- Born: July 24, 1918 Wilkes-Barre, Pennsylvania
- Died: June 29, 2006 (aged 87)
- Education: Purdue University, California Institute of Technology (Caltech)
- Known for: Work on Drosophila genetics
- Awards: Guggenheim Fellowship; the Edward Novitski Prize was named in his honour
- Scientific career
- Fields: Drosophila genetics
- Institutions: University of Rochester, University of Missouri, Caltech, University of Oregon, Oak Ridge National Laboratory

= Edward Novitski =

American geneticist

Edward Novitski (July 24, 1918 – June 29, 2006) was an American geneticist.
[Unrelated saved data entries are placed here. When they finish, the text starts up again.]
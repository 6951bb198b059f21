/// Substrate behavior: serialization, receipts, and rejected-claim isolation
use std::sync::Arc;
use std::thread;

use alloy_primitives::{Address, U256};
use evodrop::{ClaimError, ClaimRequest, Error, Transaction, TxStatus};

use super::common;

#[test]
fn concurrent_claims_never_overshoot_the_supply_cap() -> anyhow::Result<()> {
    common::init_tracing();
    let (node, _clock) = common::deploy_node();

    let receipt = node.submit(
        common::admin(),
        Transaction::LazyMint {
            count: 10,
            base_uri: "ipfs://cards/".to_string(),
        },
    );
    assert!(receipt.status.is_confirmed());

    let mut condition = common::open_condition(common::GENESIS, 50);
    condition.price_per_unit = U256::ZERO;
    condition.wait_time_between_claims = 0;
    condition.quantity_limit_per_transaction = 1;
    let receipt = node.submit(
        common::admin(),
        Transaction::SetClaimConditions {
            conditions: vec![condition],
            reset_supply_claimed: false,
        },
    );
    assert!(receipt.status.is_confirmed());

    // 8 claimers race 10 single-unit claims each against a cap of 50.
    let node = Arc::new(node);
    let mut handles = Vec::new();
    for claimer_index in 0..8u8 {
        let node = Arc::clone(&node);
        handles.push(thread::spawn(move || {
            let claimer = Address::repeat_byte(0x10 + claimer_index);
            let mut confirmed = 0u64;
            for _ in 0..10 {
                let receipt = node.submit(
                    claimer,
                    Transaction::Claim {
                        request: ClaimRequest::new(1, U256::ZERO),
                        payment: U256::ZERO,
                    },
                );
                match receipt.status {
                    TxStatus::Confirmed => confirmed += 1,
                    TxStatus::Rejected(Error::Claim(ClaimError::SupplyExceeded { .. })) => {}
                    other => panic!("unexpected status: {other:?}"),
                }
            }
            confirmed
        }));
    }

    let confirmed: u64 = handles
        .into_iter()
        .map(|h| h.join().expect("claimer thread panicked"))
        .sum();
    assert_eq!(confirmed, 50);
    assert_eq!(node.condition_by_id(0)?.supply_claimed, 50);

    let minted: u64 = (0..8u8)
        .map(|i| node.balance_of(Address::repeat_byte(0x10 + i), U256::ZERO))
        .sum();
    assert_eq!(minted, 50);
    Ok(())
}

#[test]
fn receipts_carry_the_global_serialization_order() {
    let (node, _clock) = common::deploy_node();

    let first = node.submit(
        common::admin(),
        Transaction::LazyMint {
            count: 1,
            base_uri: "ipfs://cards/".to_string(),
        },
    );
    let second = node.submit(
        common::admin(),
        Transaction::SetClaimConditions {
            conditions: vec![common::open_condition(common::GENESIS, 10)],
            reset_supply_claimed: false,
        },
    );

    assert!(second.index > first.index);
    assert_eq!(first.sender, common::admin());
}

#[test]
fn rejected_transactions_have_no_side_effects() -> anyhow::Result<()> {
    let (node, _clock) = common::deploy_node();

    // Non-admin lazy mint.
    let receipt = node.submit(
        common::outsider(),
        Transaction::LazyMint {
            count: 10,
            base_uri: "ipfs://cards/".to_string(),
        },
    );
    assert!(matches!(
        receipt.status,
        TxStatus::Rejected(Error::Unauthorized(_))
    ));
    assert_eq!(node.total_lazy_minted(), U256::ZERO);

    // Malformed condition list.
    let mut condition = common::open_condition(common::GENESIS, 10);
    condition.end_time = condition.start_time;
    let receipt = node.submit(
        common::admin(),
        Transaction::SetClaimConditions {
            conditions: vec![condition],
            reset_supply_claimed: false,
        },
    );
    assert!(matches!(
        receipt.status,
        TxStatus::Rejected(Error::Claim(ClaimError::InvalidConditionList(_)))
    ));
    assert_eq!(node.active_condition_id(), None);

    // A claim with nothing configured at all.
    let receipt = node.submit(
        common::client(),
        Transaction::Claim {
            request: ClaimRequest::new(1, U256::ZERO),
            payment: U256::ZERO,
        },
    );
    assert!(matches!(
        receipt.status,
        TxStatus::Rejected(Error::Claim(ClaimError::NoActiveCondition))
    ));
    assert_eq!(node.balance_of(common::client(), U256::ZERO), 0);
    Ok(())
}

#[test]
fn confirmed_claims_report_their_outcome() -> anyhow::Result<()> {
    let (node, _clock) = common::deploy_node();
    node.submit(
        common::admin(),
        Transaction::LazyMint {
            count: 10,
            base_uri: "ipfs://cards/".to_string(),
        },
    );
    node.submit(
        common::admin(),
        Transaction::SetClaimConditions {
            conditions: vec![common::open_condition(common::GENESIS, 100)],
            reset_supply_claimed: false,
        },
    );

    let price = common::price_per_unit();
    let receipt = node.submit(
        common::client(),
        Transaction::Claim {
            request: ClaimRequest::new(2, U256::ZERO).price_per_unit(price),
            payment: price * U256::from(2u64),
        },
    );

    let outcome = receipt.outcome.expect("confirmed claim carries an outcome");
    assert_eq!(outcome.condition_id, 0);
    assert_eq!(outcome.quantity, 2);
    assert_eq!(outcome.card_minted, U256::ZERO);
    let disbursed: U256 = outcome.payouts.iter().map(|p| p.amount).sum();
    assert_eq!(disbursed, outcome.payment);
    Ok(())
}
He won a Guggenheim Fellowship in 1945, and 1974. The Edward Novitski Prize was named for him.

== Life ==
He was born in Wilkes-Barre. He experimented with Drosophila in high school, and his later research mainly concerned Drosophila genetics, both at the beginning of his career, and also at the end. He graduated from Purdue University, and California Institute of Technology.
He did research at the University of Rochester, University of Missouri, and at Caltech.
From 1951 to 1956, he taught at the University of Missouri.
He led the Drosophila genetics group at Oak Ridge National Laboratory.
From 1958 to 1983, he taught at the University of Oregon.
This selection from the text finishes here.